JESUS P. GONZAGA, MR. SOLOMON D. MAYLEM, LEONORA C. MEDINA, CASIANO S. ALIPON,
Petitioners, v. HON. TEOFISTO T. GUINGONA, JR., in his capacity as Executive Secretary, HON.
RAFAEL ALUNAN, in his capacity as Secretary of Local Government, HON. SALVADOR
ENRIQUEZ, in his capacity as Secretary of Budget, THE COMMISSION ON AUDIT, HON. JOSE
MIRANDA, in his capacity as Municipal Mayor of Santiago and HON. CHARITO MANUBAY, HON.
VICTORINO MIRANDA, JR., HON. ARTEMIO ALVAREZ, HON. DANILO VERGARA, HON. PETER DE
JESUS, HON. NELIA NATIVIDAD, HON. CELSO CALEON and HON. ABEL MUSNGI, in their capacity
as SANGGUNIANG BAYAN MEMBERS, MR. RODRIGO L. SANTOS, in his capacity as Municipal
Treasurer, and ATTY. ALFREDO S. DIRIGE, in his capacity as Municipal Administrator,
Respondents.
SYLLABUS
2. ID.; ID.; INCOME DEFINED. — Income is defined in the Local Government Code to be all revenues and
receipts collected or received forming the gross accretions of funds of the local government unit.
3. ID.; ID.; INTERNAL REVENUE ALLOTMENT (IRA) ARE ITEMS OF INCOME. — The IRAs are items of
income because they form part of the gross accretion of the funds of the local government unit.
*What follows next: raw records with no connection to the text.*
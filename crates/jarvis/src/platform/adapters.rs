use std::path::PathBuf;
use std::sync::Arc;

use crate::error::{JarvisError, JarvisResult};

use super::types::{Grant, SettingsSurface, VolumeDirection};

/// Host operations the capability providers are built on.
///
/// Every method defaults to "not implemented" so adapters only override what
/// their host supports. Implementations are shared across concurrent
/// submissions and must not assume exclusive ownership of host state.
pub trait Platform: Send + Sync {
    fn id(&self) -> &str {
        "unsupported"
    }

    /// Host API level for version-gated operations; `None` when the host is
    /// not versioned that way.
    fn api_level(&self) -> Option<u32> {
        None
    }

    fn launch_app(&self, _package: &str) -> JarvisResult<()> {
        Err(JarvisError::NotImplemented)
    }
    fn open_url(&self, _url: &str) -> JarvisResult<()> {
        Err(JarvisError::NotImplemented)
    }
    fn search_in_app(&self, _package: &str, _query: &str) -> JarvisResult<()> {
        Err(JarvisError::NotImplemented)
    }

    fn set_torch(&self, _enabled: bool) -> JarvisResult<()> {
        Err(JarvisError::NotImplemented)
    }
    fn set_wifi(&self, _enabled: bool) -> JarvisResult<()> {
        Err(JarvisError::NotImplemented)
    }
    fn has_bluetooth(&self) -> bool {
        false
    }
    fn set_bluetooth(&self, _enabled: bool) -> JarvisResult<()> {
        Err(JarvisError::NotImplemented)
    }
    fn set_do_not_disturb(&self, _enabled: bool) -> JarvisResult<()> {
        Err(JarvisError::NotImplemented)
    }

    fn is_granted(&self, _grant: Grant) -> bool {
        false
    }
    /// Start the host flow that asks the user for `grant`.
    fn request_grant(&self, _grant: Grant) -> JarvisResult<()> {
        Err(JarvisError::NotImplemented)
    }
    fn open_settings(&self, _surface: SettingsSurface) -> JarvisResult<()> {
        Err(JarvisError::NotImplemented)
    }

    /// Current brightness on a 0..=255 scale, `None` if the host has no value.
    fn screen_brightness(&self) -> JarvisResult<Option<u8>> {
        Err(JarvisError::NotImplemented)
    }
    fn set_screen_brightness(&self, _level: u8) -> JarvisResult<()> {
        Err(JarvisError::NotImplemented)
    }
    fn adjust_volume(&self, _direction: VolumeDirection) -> JarvisResult<()> {
        Err(JarvisError::NotImplemented)
    }
    fn lock_now(&self) -> JarvisResult<()> {
        Err(JarvisError::NotImplemented)
    }
    /// Capture the screen; returns where the image was saved when known.
    fn capture_screenshot(&self) -> JarvisResult<Option<PathBuf>> {
        Err(JarvisError::NotImplemented)
    }
}

pub type SharedPlatform = Arc<dyn Platform>;

#[cfg(test)]
pub mod fake;
pub mod portable;
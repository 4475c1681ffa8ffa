use crate::action::{ActionDecision, ActionKind, ProviderOutcome};
use crate::error::{JarvisError, JarvisResult};
use crate::platform::{SettingsSurface, SharedPlatform, VolumeDirection};

use super::CapabilityProvider;

/// Moves the media stream volume one step.
pub struct VolumeProvider {
    platform: SharedPlatform,
}

impl VolumeProvider {
    pub fn new(platform: SharedPlatform) -> Self {
        Self { platform }
    }
}

impl CapabilityProvider for VolumeProvider {
    fn id(&self) -> &str {
        "volume"
    }

    fn perform(&self, decision: &ActionDecision) -> JarvisResult<ProviderOutcome> {
        let (direction, message) = match decision.kind() {
            ActionKind::VolumeUp => (VolumeDirection::Raise, "Volume up"),
            ActionKind::VolumeDown => (VolumeDirection::Lower, "Volume down"),
            other => {
                return Err(JarvisError::InvalidInput(format!(
                    "volume cannot handle {other}"
                )))
            }
        };
        self.platform.adjust_volume(direction)?;
        Ok(ProviderOutcome::completed_with(message))
    }
}

/// Apps cannot stop other apps, so the user is sent to the app list.
pub struct BackgroundAppsProvider {
    platform: SharedPlatform,
}

impl BackgroundAppsProvider {
    pub fn new(platform: SharedPlatform) -> Self {
        Self { platform }
    }
}

impl CapabilityProvider for BackgroundAppsProvider {
    fn id(&self) -> &str {
        "background-apps"
    }

    fn perform(&self, _decision: &ActionDecision) -> JarvisResult<ProviderOutcome> {
        self.platform.open_settings(SettingsSurface::Applications)?;
        tracing::info!("background app cleanup handed to settings");
        Ok(ProviderOutcome::requires_user_action(
            "Close the apps you no longer need from application settings",
        ))
    }
}

pub struct ScreenshotProvider {
    platform: SharedPlatform,
}

impl ScreenshotProvider {
    pub fn new(platform: SharedPlatform) -> Self {
        Self { platform }
    }
}

impl CapabilityProvider for ScreenshotProvider {
    fn id(&self) -> &str {
        "screenshot"
    }

    fn perform(&self, _decision: &ActionDecision) -> JarvisResult<ProviderOutcome> {
        let message = match self.platform.capture_screenshot()? {
            Some(path) => format!("Screenshot saved to {}", path.display()),
            None => "Screenshot taken".to_string(),
        };
        Ok(ProviderOutcome::completed_with(message))
    }
}
use std::sync::Arc;

use super::adapters::SharedPlatform;

/// The platform adapter for the host this binary was built for.
pub fn default_platform() -> SharedPlatform {
    Arc::new(super::adapters::portable::PortablePlatform::new())
}
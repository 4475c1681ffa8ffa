//! Request and response bodies of the `generateContent` endpoint.

use serde::{Deserialize, Serialize};

#[derive(Debug, Clone, PartialEq, Serialize, Deserialize)]
#[serde(rename_all = "camelCase")]
pub struct GenerateContentRequest {
    pub contents: Vec<Content>,
    #[serde(skip_serializing_if = "Option::is_none")]
    pub generation_config: Option<GenerationConfig>,
}

impl GenerateContentRequest {
    /// A request carrying one text part.
    pub fn from_text(text: impl Into<String>, config: GenerationConfig) -> Self {
        Self {
            contents: vec![Content {
                parts: vec![Part { text: text.into() }],
            }],
            generation_config: Some(config),
        }
    }
}

#[derive(Debug, Clone, PartialEq, Serialize, Deserialize)]
pub struct Content {
    #[serde(default)]
    pub parts: Vec<Part>,
}

#[derive(Debug, Clone, PartialEq, Serialize, Deserialize)]
pub struct Part {
    #[serde(default)]
    pub text: String,
}

#[derive(Debug, Clone, PartialEq, Serialize, Deserialize)]
#[serde(rename_all = "camelCase")]
pub struct GenerationConfig {
    pub temperature: f64,
    pub max_output_tokens: u32,
    pub top_p: f64,
    pub top_k: u32,
}

#[derive(Debug, Clone, Default, PartialEq, Deserialize)]
pub struct GenerateContentResponse {
    #[serde(default)]
    pub candidates: Option<Vec<Candidate>>,
    #[serde(default)]
    pub error: Option<ServiceError>,
}

impl GenerateContentResponse {
    /// Text of the first part of the first candidate, if any.
    pub fn first_text(&self) -> Option<&str> {
        self.candidates
            .as_ref()?
            .first()?
            .content
            .as_ref()?
            .parts
            .first()
            .map(|part| part.text.as_str())
    }
}

#[derive(Debug, Clone, PartialEq, Deserialize)]
#[serde(rename_all = "camelCase")]
pub struct Candidate {
    #[serde(default)]
    pub content: Option<Content>,
    #[serde(default)]
    pub finish_reason: Option<String>,
}

#[derive(Debug, Clone, PartialEq, Deserialize)]
pub struct ServiceError {
    #[serde(default)]
    pub code: i32,
    #[serde(default)]
    pub message: String,
    #[serde(default)]
    pub status: String,
}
The IRAs
regularly and automatically accrue to the local treasury without need of any further action on the part of
the local government unit. They thus constitute income which the local government can invariably rely
upon as the source of much needed funds.
4. ID.; ID.; ANNUAL INCOME DEFINED. — Department of Finance Order No. 35-93 correctly encapsulizes
the full import of the above disquisition when it defined ANNUAL INCOME to be "revenues and receipts
realized by provinces, cities and municipalities from regular sources of the Local General Fund including
the internal revenue allotment and other shares provided for in Sections 284, 290 and 291 of the Code,
but exclusive of n.on.-recurring receipts, such as other national aids, grants, financial assistance, loan
proceeds, sales of fixed assets, and similar others" (Emphasis ours).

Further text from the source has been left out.